1) Pesan yang disampaikan harus mudah diingat dan tampil beda dibandingkan dengan lainnya serta
harus ada hubungan Antara merek dengan kategori produknya.

2) Memakai slogan atau jingle lagu yang menarik sehingga membantu konsumen untuk mengingat
merek.

3) Jika produk memiliki simbol, hendaknya simbol yang dipakai dapat dihubungkan dengan mereknya.

4) Perluasan nama merek dapat dipakai agar merek semakin banyak diingat pelanggan.

5) Kesadaran merek dapat diperkuat dengan memakai suatu isyarat yang sesuai kategori produk, merek,
atau keduanya.

6) Melakukan pengulangan untuk meningkatkan pengingatan karena membentuk ingatan lebih sulit
dibanding membentuk pengenalan.

e. Indikator Pengukuran Brand Awareness

Menurut Durianto (2001) pengukuran brand awareness didasarkan kepada pengertian-pengertian dari
brand awareness yang mencakup tingkatan brand awareness yaitu top of mind, brand recall, brand
recognition, dan unaware of brand. Informasi dapat diperoleh dengan menggunakan kuesioner (daftar
pertanyaan). Berikut adalah indikator pengukuran brand awareness:

1) Top of Mind.

Top of mind menggambarkan merek yang pertama kali diingat responden ketika yang bersangkutan
ditanya tentang suatu kategori produk. Top of mind adalah single respons question yang artinya satu
responden hanya boleh memberikan satu jawaban untuk pertanyaan ini. Misalnya dalam kategori
minuman serbuk jeruk instan (merek yang diteliti adalah Nutrisari) dapat dilontarkan pertanyaan, merek
minuman jeruk apa yang pertama kali muncul di benak anda?

2) Brand Recall.

Brand recall merupakan tingkatan kesadaran merek dimana pengingatan kembali terhadap merek
dilakukan tanpa bantuan (unaided recall).
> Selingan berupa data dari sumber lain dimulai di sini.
use std::{marker::PhantomData, slice};

use itertools::structs::KMergeBy;

use super::{
    run::{Run, RunReader},
    Result,
};
use crate::{graph::SortOrder, record::Record};

type MergeLess<T> = fn(&Result<T>, &Result<T>) -> bool;

// Errors sort first so that they surface as soon as they happen.
fn merge_less<T, O: SortOrder<T>>(a: &Result<T>, b: &Result<T>) -> bool {
    match (a, b) {
        (Ok(a), Ok(b)) => O::less(a, b),
        (Err(_), _) => true,
        (Ok(_), Err(_)) => false,
    }
}

enum Source<'a, T> {
    Memory(&'a [T]),
    Runs(&'a [Run]),
}

enum Cursor<'a, T: Record> {
    Memory(slice::Iter<'a, T>),
    Runs(KMergeBy<RunReader<T>, MergeLess<T>>),
}

/// Forward-only view of the sorted output of an [`ExternalSorter`](super::ExternalSorter).
pub struct SortedStream<'a, T: Record, O: SortOrder<T>> {
    source: Source<'a, T>,
    cursor: Cursor<'a, T>,
    _order: PhantomData<O>,
}

impl<'a, T: Record, O: SortOrder<T>> SortedStream<'a, T, O> {
    pub(super) fn from_memory(items: &'a [T]) -> Result<Self> {
        Self::start(Source::Memory(items))
    }

    pub(super) fn from_runs(runs: &'a [Run]) -> Result<Self> {
        Self::start(Source::Runs(runs))
    }

    fn start(source: Source<'a, T>) -> Result<Self> {
        let cursor = Self::open(&source)?;
        Ok(Self {
            source,
            cursor,
            _order: PhantomData,
        })
    }

    fn open(source: &Source<'a, T>) -> Result<Cursor<'a, T>> {
        Ok(match *source {
            Source::Memory(items) => Cursor::Memory(items.iter()),
            Source::Runs(runs) => {
                let readers = runs
                    .iter()
                    .map(|run| {
                        run.open().map_err(|e| {
                            std::io::Error::new(
                                e.kind(),
                                format!("cannot open run {}: {e}", run.path().display()),
                            )
                        })
                    })
                    .collect::<Result<Vec<RunReader<T>>>>()?;

                Cursor::Runs(itertools::kmerge_by(
                    readers,
                    merge_less::<T, O> as MergeLess<T>,
                ))
            }
        })
    }

    /// Restarts the stream at the smallest element.
    pub fn rewind(&mut self) -> Result<()> {
        self.cursor = Self::open(&self.source)?;
        Ok(())
    }
}

impl<T: Record, O: SortOrder<T>> Iterator for SortedStream<'_, T, O> {
    type Item = Result<T>;

    fn next(&mut self) -> Option<Self::Item> {
        match &mut self.cursor {
            Cursor::Memory(iter) => iter.next().copied().map(Ok),
            Cursor::Runs(merge) => merge.next(),
        }
    }
}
Masih dalam konteks minuman serbuk jeruk instan (Nutrisari),
mengukur brand recall dapat melalui pertanyaan, merek-merek minuman jeruk apa saja yang anda
ketahui?

3) Brand Recognition.

Brand recognition atau pengenalan brand merupakan pengukuran brand awareness dimana kesadaran
responden diukur dengan diberikan bantuan. Untuk mengukur brand recognition selain mengajukan
pertanyaan dapat dilakukan dengan menunjukkanfoto yang menggambarkan ciri-ciri merek yang diteliti
(Nutrisari)dan dilanjutkan pertanyaan, apakah anda mengenal merek produk ini?

4) Unaware of Brand.

Unaware of brand dapat diukur dengan melakukan observasi terhadap pertanyaan pengenalan brand
awareness sebelumnya dengan melihat jawaban responden yang tidak mengenal sama sekali atau
menjawab tidak tahu ketika ditunjukkan foto produknya.